I was recently asked if I was "mad at GOD" because your sister is mentally challenged and now has this terrible disease. I answered quickly that there was a time I was very mad. I think if any parent of a special needs child says they weren't mad is telling a lie. I was mad, swore at HIM because there was no reason for my child to be less than perfect, because I didn't know how to take care of her and didn't want to deal with special needs. I couldn't dwell on being mad for long because she needed my attention, my care, my love.

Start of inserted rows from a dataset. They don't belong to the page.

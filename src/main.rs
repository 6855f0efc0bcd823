// SPDX-License-Identifier: AGPL-3.0-or-later
//
// Copyright (C) 2026 Relational Network

use std::process::ExitCode;

use id_token_guard::api::router;
use id_token_guard::auth::CertificateRefresher;
use id_token_guard::config::{LogFormat, Settings, DEFAULT_LOG_FILTER};
use id_token_guard::state::AppState;
use tokio_util::sync::CancellationToken;
use tracing::{error, info};
use tracing_subscriber::EnvFilter;

fn init_tracing(format: LogFormat) {
    let filter =
        EnvFilter::try_from_default_env().unwrap_or_else(|_| EnvFilter::new(DEFAULT_LOG_FILTER));
    let builder = tracing_subscriber::fmt().with_env_filter(filter);
    match format {
        LogFormat::Json => builder.json().init(),
        LogFormat::Pretty => builder.init(),
    }
}

#[tokio::main]
async fn main() -> ExitCode {
    let settings = match Settings::from_env() {
        Ok(settings) => settings,
        Err(e) => {
            eprintln!("configuration error: {e}");
            return ExitCode::FAILURE;
        }
    };
    init_tracing(settings.log_format);

    let state = match AppState::from_settings(&settings) {
        Ok(state) => state,
        Err(e) => {
            error!(error = %e, "Invalid authentication configuration");
            return ExitCode::FAILURE;
        }
    };

    let shutdown = CancellationToken::new();
    let refresher = CertificateRefresher::new(state.cache.clone())
        .with_check_interval(settings.refresh_check_interval)
        .spawn(shutdown.clone());

    let listener = match tokio::net::TcpListener::bind(settings.bind_addr).await {
        Ok(listener) => listener,
        Err(e) => {
            error!(addr = %settings.bind_addr, error = %e, "Failed to bind");
            return ExitCode::FAILURE;
        }
    };
    info!(addr = %settings.bind_addr, "id-token-guard listening");

    let server_shutdown = shutdown.clone();
    let served = axum::serve(listener, router(state))
        .with_graceful_shutdown(async move {
            tokio::select! {
                _ = tokio::signal::ctrl_c() => {},
                _ = server_shutdown.cancelled() => {},
            }
        })
        .await;

    shutdown.cancel();
    let _ = refresher.await;

    match served {
        Ok(()) => ExitCode::SUCCESS,
        Err(e) => {
            error!(error = %e, "Server failed");
            ExitCode::FAILURE
        }
    }
}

One night of no sleep I sat looking at her as she tried to drink more than one ounce I marveled at how cute she was, how wonderful her coloring was and how sweet a disposition she showed. It wasn't her "fault"; nor was it mine.
Because of my life long faith, I had learned there are times we just accept. There are times when no one has an answer for the why. I firmly believe HE has some plan and we don't know what it is. Will we ever know? Yes but not in this life. I know that whatever that plan is HE has included me. I have quit asking and now accept. Would I change things for her if I could? In a heartbeat. I watched her and could see HIM teaching me patience, teaching me acceptance of others, teaching me not to judge others. Have these lessons been learned? Somewhat, I'm still working on it.
Beginning in Sept 1978, I learned each day I had to turn the day over to HIM and that's difficult for someone like me. I knew that as long as I trust GOD things will work out. My Catholic faith teaches me that there are things that are accepted on faith. So now, this horrible brain disease is robbing her of so much and it breaks my heart. But, I've always prayed that HE takes her before me and it seems that prayer will be answered. And that's ok. I have faith in GOD, I have love for HIM and I trust in HIS wisdom. I accept what is when I can't change it. I thought I couldn't care for her but know I can, I did. She is safe, healthy and happy.
I will continue to ask HIM to help me each day and thank HIM each night. I don't have to have concrete answers because I have faith.